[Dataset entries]
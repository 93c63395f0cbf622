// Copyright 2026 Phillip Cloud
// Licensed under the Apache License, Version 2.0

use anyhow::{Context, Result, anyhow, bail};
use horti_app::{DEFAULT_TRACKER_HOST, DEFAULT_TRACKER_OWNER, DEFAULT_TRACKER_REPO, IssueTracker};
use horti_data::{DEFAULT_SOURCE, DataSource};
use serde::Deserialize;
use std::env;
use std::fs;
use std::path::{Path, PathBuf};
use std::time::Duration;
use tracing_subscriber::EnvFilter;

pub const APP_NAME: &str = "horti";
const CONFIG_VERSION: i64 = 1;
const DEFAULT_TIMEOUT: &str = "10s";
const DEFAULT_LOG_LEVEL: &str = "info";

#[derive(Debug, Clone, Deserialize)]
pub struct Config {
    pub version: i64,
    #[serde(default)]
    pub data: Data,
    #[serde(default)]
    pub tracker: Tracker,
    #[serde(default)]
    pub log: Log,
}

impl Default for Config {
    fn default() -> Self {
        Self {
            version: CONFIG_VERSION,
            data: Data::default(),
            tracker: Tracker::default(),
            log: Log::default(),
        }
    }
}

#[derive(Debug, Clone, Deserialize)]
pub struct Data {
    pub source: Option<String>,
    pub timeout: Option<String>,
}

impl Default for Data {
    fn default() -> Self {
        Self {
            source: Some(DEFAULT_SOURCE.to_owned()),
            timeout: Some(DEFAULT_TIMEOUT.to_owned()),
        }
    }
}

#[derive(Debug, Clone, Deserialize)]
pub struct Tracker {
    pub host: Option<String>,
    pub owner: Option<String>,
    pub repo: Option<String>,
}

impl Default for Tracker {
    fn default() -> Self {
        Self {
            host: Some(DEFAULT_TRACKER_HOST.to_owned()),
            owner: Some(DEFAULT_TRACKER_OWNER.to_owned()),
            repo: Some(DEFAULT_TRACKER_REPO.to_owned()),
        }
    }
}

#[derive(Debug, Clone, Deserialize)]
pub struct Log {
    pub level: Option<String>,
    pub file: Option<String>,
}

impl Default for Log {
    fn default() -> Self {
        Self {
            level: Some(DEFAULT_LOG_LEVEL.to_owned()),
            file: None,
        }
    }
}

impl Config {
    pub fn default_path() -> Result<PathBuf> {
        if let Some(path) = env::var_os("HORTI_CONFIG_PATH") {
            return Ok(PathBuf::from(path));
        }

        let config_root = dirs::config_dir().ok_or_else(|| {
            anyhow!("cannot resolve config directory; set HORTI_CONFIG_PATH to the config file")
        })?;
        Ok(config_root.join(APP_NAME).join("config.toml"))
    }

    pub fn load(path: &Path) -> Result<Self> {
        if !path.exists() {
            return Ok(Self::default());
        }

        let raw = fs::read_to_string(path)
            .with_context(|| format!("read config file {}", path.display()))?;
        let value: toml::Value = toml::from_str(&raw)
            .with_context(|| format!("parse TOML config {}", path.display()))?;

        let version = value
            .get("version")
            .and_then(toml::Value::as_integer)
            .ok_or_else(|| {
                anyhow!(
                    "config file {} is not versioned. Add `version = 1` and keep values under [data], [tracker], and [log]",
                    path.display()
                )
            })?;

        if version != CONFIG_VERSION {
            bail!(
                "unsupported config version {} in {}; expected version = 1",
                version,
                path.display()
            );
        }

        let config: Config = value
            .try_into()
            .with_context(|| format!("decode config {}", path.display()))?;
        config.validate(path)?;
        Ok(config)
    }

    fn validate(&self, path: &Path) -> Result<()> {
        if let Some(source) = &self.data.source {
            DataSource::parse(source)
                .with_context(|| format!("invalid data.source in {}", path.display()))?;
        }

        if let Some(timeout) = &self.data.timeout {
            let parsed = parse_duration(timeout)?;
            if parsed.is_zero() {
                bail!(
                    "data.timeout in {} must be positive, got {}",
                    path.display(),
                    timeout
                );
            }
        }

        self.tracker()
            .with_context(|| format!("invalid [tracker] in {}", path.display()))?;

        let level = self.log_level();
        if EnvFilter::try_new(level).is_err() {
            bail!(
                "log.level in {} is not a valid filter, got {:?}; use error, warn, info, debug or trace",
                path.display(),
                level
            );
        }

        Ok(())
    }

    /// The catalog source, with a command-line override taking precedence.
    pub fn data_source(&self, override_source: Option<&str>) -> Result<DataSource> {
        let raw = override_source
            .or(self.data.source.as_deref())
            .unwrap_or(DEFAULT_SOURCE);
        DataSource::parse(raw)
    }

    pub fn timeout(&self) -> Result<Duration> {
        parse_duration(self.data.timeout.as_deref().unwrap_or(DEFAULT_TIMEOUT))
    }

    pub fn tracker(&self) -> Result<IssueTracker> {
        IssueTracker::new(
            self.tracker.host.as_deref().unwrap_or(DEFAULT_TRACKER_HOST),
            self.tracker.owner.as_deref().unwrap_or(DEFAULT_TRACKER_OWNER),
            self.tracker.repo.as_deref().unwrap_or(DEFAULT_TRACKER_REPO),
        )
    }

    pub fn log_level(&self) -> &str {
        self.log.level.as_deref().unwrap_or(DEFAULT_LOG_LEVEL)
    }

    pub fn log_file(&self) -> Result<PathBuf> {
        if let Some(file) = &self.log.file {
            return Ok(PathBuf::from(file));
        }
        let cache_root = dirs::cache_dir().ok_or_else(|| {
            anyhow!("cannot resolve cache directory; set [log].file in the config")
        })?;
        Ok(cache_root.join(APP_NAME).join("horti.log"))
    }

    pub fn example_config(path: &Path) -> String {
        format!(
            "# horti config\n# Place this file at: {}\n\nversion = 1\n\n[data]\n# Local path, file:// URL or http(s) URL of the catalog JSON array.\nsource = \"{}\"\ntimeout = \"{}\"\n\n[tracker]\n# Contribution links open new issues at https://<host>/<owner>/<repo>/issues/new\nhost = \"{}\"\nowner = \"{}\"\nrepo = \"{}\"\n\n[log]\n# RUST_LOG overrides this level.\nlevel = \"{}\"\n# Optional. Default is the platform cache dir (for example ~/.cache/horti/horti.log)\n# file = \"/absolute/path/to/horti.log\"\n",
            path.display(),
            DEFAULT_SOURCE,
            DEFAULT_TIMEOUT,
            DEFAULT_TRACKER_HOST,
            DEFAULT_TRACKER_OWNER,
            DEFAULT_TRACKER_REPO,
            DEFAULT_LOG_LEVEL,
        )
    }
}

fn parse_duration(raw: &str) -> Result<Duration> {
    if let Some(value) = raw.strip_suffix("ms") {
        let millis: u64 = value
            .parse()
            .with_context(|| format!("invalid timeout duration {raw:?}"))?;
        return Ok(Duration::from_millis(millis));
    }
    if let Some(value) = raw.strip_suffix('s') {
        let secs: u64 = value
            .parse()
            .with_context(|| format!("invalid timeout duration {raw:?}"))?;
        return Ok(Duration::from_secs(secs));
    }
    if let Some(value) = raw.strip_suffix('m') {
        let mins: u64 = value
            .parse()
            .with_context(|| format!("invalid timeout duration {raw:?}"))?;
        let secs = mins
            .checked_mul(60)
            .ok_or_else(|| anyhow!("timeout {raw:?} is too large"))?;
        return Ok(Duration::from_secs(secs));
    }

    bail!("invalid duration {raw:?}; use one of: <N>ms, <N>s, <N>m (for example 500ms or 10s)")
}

* Instructions for the task
For the word "under", show every line of the entries that holds it.

* Written answer
// Licensed under the Apache License, Version 2.0
                    "config file {} is not versioned. Add `version = 1` and keep values under [data], [tracker], and [log]",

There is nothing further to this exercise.